[PATCH] scsi: storvsc: Allow only one remove lun work item to be issued per lun

From: Cathy Avery
Date: Sat Apr 15 2017 - 09:43:31 EST


When running multipath on a VM if all available paths go down
the driver can schedule large amounts of storvsc_remove_lun
work items to the same lun. In response to the failing paths
typically storvsc responds by taking host->scan_mutex and issuing
a TUR per lun. If there has been heavy IO to the failed device
all the failed IOs are returned from the host. A remove lun work
item is issued per failed IO. If the outstanding TURs have not been
completed in a timely manner the scan_mutex is never released or
released too late. Consequently the many remove lun work items are
not completed as scsi_remove_device also tries to take host->scan_mutex.
This results in dragging the VM down and sometimes completely.

This patch only allows one remove lun to be issued to a particular
lun while it is an instantiated member of the scsi stack.

Signed-off-by: Cathy Avery <cavery@xxxxxxxxxx>
---
drivers/scsi/storvsc_drv.c | 33 +++++++++++++++++++++++++++++++--
1 file changed, 31 insertions(+), 2 deletions(-)
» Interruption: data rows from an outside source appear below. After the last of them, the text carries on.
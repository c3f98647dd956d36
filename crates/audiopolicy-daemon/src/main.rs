//! Audio Policy Daemon
//!
//! Owns the process-wide audio policy and serves it over a line protocol:
//! one command per stdin line, one JSON response per stdout line. Policy
//! events are logged to stderr as they are dispatched.
//!
//! Startup:
//! 1. Load configuration (`--config`, a mock profile, or the default paths)
//! 2. Apply `AUDIOPOLICY_*` environment overrides
//! 3. Subscribe event loggers
//! 4. Serve commands until `quit`, EOF or a shutdown signal

mod command;

use anyhow::{Context, Result, bail};
use audiopolicy_config::PolicyConfig;
use audiopolicy_core::mock::MockProfile;
use audiopolicy_core::{AsyncAudioManager, AudioManager, EventKind, PolicyEvent};
use command::{Command, Response};
use std::path::PathBuf;
use tokio::io::{AsyncBufReadExt, AsyncWriteExt, BufReader};
use tokio::signal::unix::{SignalKind, signal};
use tracing::{debug, error, info, warn};

/// Command-line options
#[derive(Debug, Default, PartialEq, Eq)]
struct Options {
    config: Option<PathBuf>,
    save_on_exit: Option<PathBuf>,
}

impl Options {
    fn parse(args: impl IntoIterator<Item = String>) -> Result<Self> {
        let mut options = Options::default();
        let mut args = args.into_iter();

        while let Some(arg) = args.next() {
            match arg.as_str() {
                "--config" | "-c" => {
                    let path = args.next().context("--config requires a path")?;
                    options.config = Some(PathBuf::from(path));
                }
                "--save-on-exit" => {
                    let path = args.next().context("--save-on-exit requires a path")?;
                    options.save_on_exit = Some(PathBuf::from(path));
                }
                other => bail!("Unknown argument: {}", other),
            }
        }

        Ok(options)
    }
}

#[tokio::main]
async fn main() -> Result<()> {
    setup_logging();

    let options = Options::parse(std::env::args().skip(1))?;
    info!("Audio policy daemon starting...");

    let config = load_config(&options)?;
    let manager = AudioManager::from_config(&config).context("Failed to initialize audio policy")?;
    subscribe_event_log(&manager)?;

    let api = AsyncAudioManager::new(manager.handle());
    serve(&api).await?;

    if let Some(path) = &options.save_on_exit {
        manager
            .export_config()
            .context("Failed to export policy state")?
            .save(path)
            .with_context(|| format!("Failed to save policy state to {}", path.display()))?;
    }

    info!("Audio policy daemon stopped");
    Ok(())
}

/// Setup logging to stderr; stdout carries responses only
fn setup_logging() {
    use tracing_subscriber::{EnvFilter, fmt, layer::SubscriberExt, util::SubscriberInitExt};

    let filter = EnvFilter::try_from_default_env().unwrap_or_else(|_| EnvFilter::new("info"));

    tracing_subscriber::registry()
        .with(filter)
        .with(
            fmt::layer()
                .with_target(false)
                .with_ansi(false)
                .with_writer(std::io::stderr),
        )
        .init();
}

fn load_config(options: &Options) -> Result<PolicyConfig> {
    let mut config = match (&options.config, MockProfile::from_env()) {
        (Some(path), _) => PolicyConfig::load(path)
            .with_context(|| format!("Failed to load configuration from {}", path.display()))?,
        (None, Some(profile)) => {
            info!("Using mock profile: {}", profile.name());
            profile.to_config()
        }
        (None, None) => PolicyConfig::load_default().context("Failed to load configuration")?,
    };

    config
        .apply_env()
        .context("Failed to apply environment overrides")?;
    Ok(config)
}

fn subscribe_event_log(manager: &AudioManager) -> Result<()> {
    for kind in [
        EventKind::VolumeChange,
        EventKind::RingerModeChange,
        EventKind::DeviceChange,
    ] {
        manager.on(kind, log_event)?;
    }
    Ok(())
}

fn log_event(event: &PolicyEvent) {
    match serde_json::to_string(event) {
        Ok(json) => info!("event {}", json),
        Err(e) => warn!("Failed to encode {} event: {}", event.kind().name(), e),
    }
}

/// Read commands until quit, EOF or a shutdown signal
async fn serve(api: &AsyncAudioManager) -> Result<()> {
    let mut lines = BufReader::new(tokio::io::stdin()).lines();
    let mut stdout = tokio::io::stdout();
    let mut sigterm = signal(SignalKind::terminate()).context("Failed to install SIGTERM handler")?;

    loop {
        let line = tokio::select! {
            line = lines.next_line() => line.context("Failed to read command")?,
            _ = tokio::signal::ctrl_c() => {
                info!("Received SIGINT, shutting down...");
                break;
            }
            _ = sigterm.recv() => {
                info!("Received SIGTERM, shutting down...");
                break;
            }
        };

        let Some(line) = line else {
            debug!("Input closed");
            break;
        };
        if line.trim().is_empty() {
            continue;
        }

        let (response, quit) = match Command::parse(&line) {
            Ok(Command::Quit) => (Response::ok(None), true),
            Ok(command) => {
                debug!("Executing {:?}", command);
                (command::execute(api, command).await, false)
            }
            Err(e) => {
                warn!("Rejected command '{}': {}", line.trim(), e);
                (Response::error(e.to_string()), false)
            }
        };

        if let Some(message) = &response.error {
            debug!("Command failed: {}", message);
        }

        let mut out = response.to_line();
        out.push('\n');
        if let Err(e) = stdout.write_all(out.as_bytes()).await {
            error!("Failed to write response: {}", e);
            break;
        }
        stdout.flush().await.context("Failed to flush stdout")?;

        if quit {
            break;
        }
    }

    Ok(())
}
diff --git a/drivers/scsi/storvsc_drv.c b/drivers/scsi/storvsc_drv.c
index 016639d..9dbb5bf 100644
--- a/drivers/scsi/storvsc_drv.c
+++ b/drivers/scsi/storvsc_drv.c
@@ -478,6 +478,10 @@ struct storvsc_device {
u64 port_name;
};

+struct storvsc_dev_hostdata {
+ atomic_t req_remove_lun;
+};
+
struct hv_host_device {
struct hv_device *dev;
unsigned int port;
@@ -918,6 +922,8 @@ static void storvsc_handle_error(struct vmscsi_request *vm_srb,
u8 asc, u8 ascq)
{
struct storvsc_scan_work *wrk;
+ struct storvsc_dev_hostdata *hostdata;
+ struct scsi_device *sdev;
void (*process_err_fn)(struct work_struct *work);
bool do_work = false;

@@ -953,8 +959,17 @@ static void storvsc_handle_error(struct vmscsi_request *vm_srb,
}
break;
case SRB_STATUS_INVALID_LUN:
- do_work = true;
- process_err_fn = storvsc_remove_lun;
+ sdev = scsi_device_lookup(host, 0, vm_srb->target_id,
+ vm_srb->lun);
+ if (sdev) {
+ hostdata = sdev->hostdata;
+ if (hostdata &&
+ !atomic_cmpxchg(&hostdata->req_remove_lun, 0, 1)) {
+ do_work = true;
+ process_err_fn = storvsc_remove_lun;
+ }
+ scsi_device_put(sdev);
+ }
break;
case SRB_STATUS_ABORTED:
if (vm_srb->srb_status & SRB_STATUS_AUTOSENSE_VALID &&
@@ -1426,9 +1441,22 @@ static int storvsc_device_configure(struct scsi_device *sdevice)
sdevice->no_write_same = 0;
}

+ sdevice->hostdata = kzalloc(sizeof(struct storvsc_dev_hostdata),
+ GFP_ATOMIC);
+ if (!sdevice->hostdata)
+ return -ENOMEM;
+
return 0;
}

+static void storvsc_device_destroy(struct scsi_device *sdevice)
+{
+ if (sdevice->hostdata) {
+ kfree(sdevice->hostdata);
+ sdevice->hostdata = NULL;
+ }
+}
+
static int storvsc_get_chs(struct scsi_device *sdev, struct block_device * bdev,
sector_t capacity, int *info)
{
@@ -1669,6 +1697,7 @@ static struct scsi_host_template scsi_driver = {
.eh_timed_out = storvsc_eh_timed_out,
.slave_alloc = storvsc_device_alloc,
.slave_configure = storvsc_device_configure,
+ .slave_destroy = storvsc_device_destroy,
.cmd_per_lun = 255,
.this_id = -1,
.use_clustering = ENABLE_CLUSTERING,
--
2.5.0